Was hat sich bewährt?

Wenn alle gleichberechtigt mitmischen dürfen, dürfen sie gleichberechtigt mitmischen. Das ist nicht immer effizient und kann dazu führen, dass alle den Karren in eine andere Richtung ziehen wollen oder es im Gegenzug zur Verantwortungsdiffusion kommt und gar niemand mehr am Karren zieht. Ein paar Dinge haben sich für uns bewährt, damit wir alle erfolgreich gemeinsam in die gleiche Richtung ziehen:

  • Aufgabenbereiche festlegen: Wir haben klar die Hüte für CEO, CTO und COO vergeben.
  • Regelmeetings: Längere und kürzere, manche häufiger, manche seltener, manche für administrative und andere für strategische Themen, aber immer mit Fokus und Agenda.
  • Entscheidungen dokumentieren: Klar benennen können, wann und worauf man sich bei bestimmten Themen festgelegt hat, um nachträgliches Infragestellen, ob und welche Entscheidung es gab, zu verhindern.
  • Stimmungsabgleich: Statt nur das Rationale zu diskutieren, befragen wir uns aktiv nach dem Befinden, um Stimmungsänderungen oder Bauchschmerzen frühzeitig erkennen und einfangen zu können.
  • Feedbackrunden: Regelmäßig in Zweierkonstellation für Feedback zueinander und der Firma allgemein. Wir wollen immer besser werden – als Firma, aber auch als Individuen.
  • Teambuilding: Regelmäßig und außerhalb des Arbeitsalltags zusammenkommen, andere Umgebung, häufig mit Familien.
  • Sperrminorität: Wir müssen nicht jede Entscheidung hinnehmen, bei der 2 gegen 1 abgestimmt wurde. Jeder hat das Recht zum Veto und setzt es verantwortungsbewusst ein.
  • Zeit schaffen: Uns gegenseitig ermutigen, Zeit für interne Themen zu schaffen statt dem Projektgeschäft hinterherzurennen.

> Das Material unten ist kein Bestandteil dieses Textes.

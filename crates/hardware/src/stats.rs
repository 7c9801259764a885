//! Simulation result collection and reporting.
//!
//! This module holds the aggregate counters a run produces. It provides:
//! 1. **Counters:** Cycles consumed, TLB hits and misses.
//! 2. **Cost:** The primitive gate count of the modeled TLB.
//! 3. **Completion:** Distinguishes a drained trace from one cut off by the cycle budget.
//! 4. **Reporting:** The console summary and a JSON form for tooling.

use serde::Serialize;

/// Cycle count reported when the cycle budget ran out before the trace drained.
pub const INCOMPLETE_CYCLES: usize = usize::MAX;

/// Aggregate counters for one simulation run.
#[derive(Clone, Copy, Debug, Default, PartialEq, Eq, Serialize)]
pub struct SimulationResult {
    /// Total cycles consumed, or [`INCOMPLETE_CYCLES`] if the trace did not drain.
    pub cycles: usize,
    /// Number of TLB hits.
    pub hits: usize,
    /// Number of TLB misses.
    pub misses: usize,
    /// Estimated primitive gates of the modeled TLB.
    pub primitive_gate_count: usize,
}

impl SimulationResult {
    /// Returns true if every request was processed within the cycle budget.
    pub const fn is_complete(&self) -> bool {
        self.cycles != INCOMPLETE_CYCLES
    }

    /// Number of requests actually processed.
    pub const fn accesses(&self) -> usize {
        self.hits + self.misses
    }

    /// Hit rate in percent, or 0 when nothing was processed.
    pub fn hit_rate(&self) -> f64 {
        let total = self.accesses();
        if total == 0 {
            0.0
        } else {
            (self.hits as f64 / total as f64) * 100.0
        }
    }

    /// Renders the four summary lines printed at the end of a run.
    pub fn summary(&self) -> String {
        format!(
            "Cycles: {}\nHits: {}\nMisses: {}\nPrimitive Gate Count: {}\n",
            self.cycles, self.hits, self.misses, self.primitive_gate_count
        )
    }

    /// Prints the summary to stdout.
    pub fn print(&self) {
        print!("{}", self.summary());
    }
}
//! Trace-driven TLB simulator library.
//!
//! This crate replays a trace of memory accesses against a direct-mapped
//! Translation Lookaside Buffer and reports aggregate counters:
//! 1. **Model:** Direct-mapped TLB lookup and install over 32-bit addresses.
//! 2. **Driver:** Cycle accounting against a fixed budget, hit/miss
//!    classification and completion detection.
//! 3. **Cost:** A deterministic primitive gate estimate for the TLB circuit.
//! 4. **I/O:** Trace-file loading, JSON configuration and hit/miss trace output.
//!
//! ```
//! use tlbsim_core::{MemoryRequest, SimulationConfig, run_simulation};
//!
//! let config = SimulationConfig {
//!     cycles: 100,
//!     block_size: 16,
//!     v2b_block_offset: 1,
//!     tlb_size: 4,
//!     tlb_latency: 2,
//!     memory_latency: 20,
//!     trace_file: None,
//! };
//! let requests = [MemoryRequest::read(0x1000), MemoryRequest::read(0x1000)];
//! let result = run_simulation(&config, &requests)?;
//! assert_eq!((result.cycles, result.hits, result.misses), (24, 1, 1));
//! # Ok::<(), tlbsim_core::SimError>(())
//! ```

/// Common types (addresses, requests, errors).
pub mod common;
/// Simulator configuration (defaults, validation, TLB geometry).
pub mod config;
/// Primitive gate cost estimate.
pub mod cost;
/// TLB model and miss-path translation.
pub mod mmu;
/// Trace loading, trace output and the simulation driver.
pub mod sim;
/// Simulation result counters and reporting.
pub mod stats;

pub use crate::common::{MemoryRequest, SimError};
/// Run configuration; use struct syntax, `SimulationConfig::default()` or load from JSON.
pub use crate::config::SimulationConfig;
/// Drives a request trace against the TLB.
pub use crate::sim::{Simulator, run_simulation};
pub use crate::stats::SimulationResult;
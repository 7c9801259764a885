//! Hit/miss trace output.
//!
//! A run can record one line per processed request to a text destination.
//! It provides:
//! 1. **Events:** [`TraceEvent`], whose `Display` form is the on-disk line format.
//! 2. **Sinks:** The [`TraceSink`] trait, a no-op [`NullSink`] and the
//!    line-oriented [`TextSink`].
//! 3. **Opening:** [`open`], which picks a sink from an optional path.
//!
//! A file sink is released when it is dropped, so every exit path of a run
//! closes it exactly once.

use std::fmt;
use std::fs::File;
use std::io::{self, BufWriter, Write};
use std::path::Path;

use crate::common::{PhysAddr, SimError, VirtAddr};

/// Outcome of one processed request.
#[derive(Clone, Copy, Debug, PartialEq, Eq)]
pub enum TraceEvent {
    /// The TLB held the translation.
    Hit {
        /// Requested virtual address.
        vaddr: VirtAddr,
        /// Physical address resolved from the TLB entry.
        paddr: PhysAddr,
    },
    /// The TLB missed and the address was translated by formula.
    Miss {
        /// Requested virtual address.
        vaddr: VirtAddr,
        /// Translated physical address, now installed in the TLB.
        paddr: PhysAddr,
    },
}

impl TraceEvent {
    /// Returns true for hits.
    pub const fn is_hit(&self) -> bool {
        matches!(self, Self::Hit { .. })
    }

    /// Virtual address of the request.
    pub const fn vaddr(&self) -> VirtAddr {
        match self {
            Self::Hit { vaddr, .. } | Self::Miss { vaddr, .. } => *vaddr,
        }
    }

    /// Resolved (hit) or translated (miss) physical address.
    pub const fn paddr(&self) -> PhysAddr {
        match self {
            Self::Hit { paddr, .. } | Self::Miss { paddr, .. } => *paddr,
        }
    }
}

impl fmt::Display for TraceEvent {
    fn fmt(&self, f: &mut fmt::Formatter<'_>) -> fmt::Result {
        match self {
            Self::Hit { vaddr, paddr } => {
                write!(f, "Hit: Virtual Address {vaddr}, Physical Address {paddr}")
            }
            Self::Miss { vaddr, paddr } => write!(
                f,
                "Miss: Virtual Address {vaddr}, Translated Physical Address {paddr}"
            ),
        }
    }
}

/// Write-only destination for trace events.
pub trait TraceSink {
    /// Appends one event.
    ///
    /// # Errors
    ///
    /// Returns the underlying I/O error if the record could not be written.
    fn record(&mut self, event: &TraceEvent) -> io::Result<()>;
}

/// Sink used when no trace path is configured; discards every event.
#[derive(Clone, Copy, Debug, Default)]
pub struct NullSink;

impl TraceSink for NullSink {
    fn record(&mut self, _event: &TraceEvent) -> io::Result<()> {
        Ok(())
    }
}

/// Writes one line per event and flushes after each record.
#[derive(Debug)]
pub struct TextSink<W: Write> {
    out: W,
}

impl<W: Write> TextSink<W> {
    /// Wraps any writer.
    pub const fn new(out: W) -> Self {
        Self { out }
    }

    /// Consumes the sink and returns the writer.
    pub fn into_inner(self) -> W {
        self.out
    }
}

impl TextSink<BufWriter<File>> {
    /// Creates (or truncates) the trace file at `path`.
    ///
    /// # Errors
    ///
    /// Returns [`SimError::TraceOpen`] if the file cannot be opened for writing.
    pub fn create(path: &Path) -> Result<Self, SimError> {
        let file = File::create(path).map_err(|source| SimError::TraceOpen {
            path: path.to_path_buf(),
            source,
        })?;
        Ok(Self::new(BufWriter::new(file)))
    }
}

impl<W: Write> TraceSink for TextSink<W> {
    fn record(&mut self, event: &TraceEvent) -> io::Result<()> {
        writeln!(self.out, "{event}")?;
        self.out.flush()
    }
}

impl<T: TraceSink + ?Sized> TraceSink for &mut T {
    fn record(&mut self, event: &TraceEvent) -> io::Result<()> {
        (**self).record(event)
    }
}

impl<T: TraceSink + ?Sized> TraceSink for Box<T> {
    fn record(&mut self, event: &TraceEvent) -> io::Result<()> {
        (**self).record(event)
    }
}

/// Opens the sink for a run: a [`TextSink`] over `path` if one is given,
/// otherwise a [`NullSink`].
///
/// # Errors
///
/// Returns [`SimError::TraceOpen`] if the file cannot be created.
pub fn open(path: Option<&Path>) -> Result<Box<dyn TraceSink>, SimError> {
    match path {
        Some(path) => {
            let sink = TextSink::create(path)?;
            tracing::info!(path = %path.display(), "trace file opened");
            Ok(Box::new(sink))
        }
        None => Ok(Box::new(NullSink)),
    }
}
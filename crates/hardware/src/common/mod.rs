//! Common types used throughout the TLB simulator.
//!
//! This module provides the building blocks shared by every component:
//! 1. **Address Types:** Strong types for virtual and physical addresses.
//! 2. **Requests:** The memory request record a trace line decodes into.
//! 3. **Error Handling:** Configuration, parse and run error types.

/// Address type definitions (physical and virtual addresses).
pub mod addr;

/// Error types for configuration, parsing and simulation runs.
pub mod error;

/// Memory request records.
pub mod request;

pub use addr::{PhysAddr, VirtAddr};
pub use error::{ConfigError, ParseError, ParseErrorKind, SimError};
pub use request::{AccessType, MemoryRequest};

Am Ende lässt sich festhalten: Gleichberechtigte Verantwortung ist für uns kein Risiko, sondern eine große Chance. Sie zwingt uns, Entscheidungen bewusster zu treffen, bringt mehr Perspektiven an den Tisch und macht uns widerstandsfähiger. Sie hilft uns dabei, das Unternehmen weiterzuentwickeln und auf organisatorischer Ebene professioneller zu werden, Strukturen zu schaffen anstatt ad hoc zu handeln oder nur auf äußere Einflüsse zu reagieren. Das funktioniert vor allem aus dem Grund gut, dass kein dominantes Ego nach vorn drängt, sondern Unternehmensführung als Mannschaftssport wahrgenommen und gelebt wird. Auf Gesellschafterebene setzen wir den Rahmen, den wir gemeinsam mit allen Mitarbeitenden ausfüllen, um mit esveo weiter wachsen und erfolgreich sein zu können.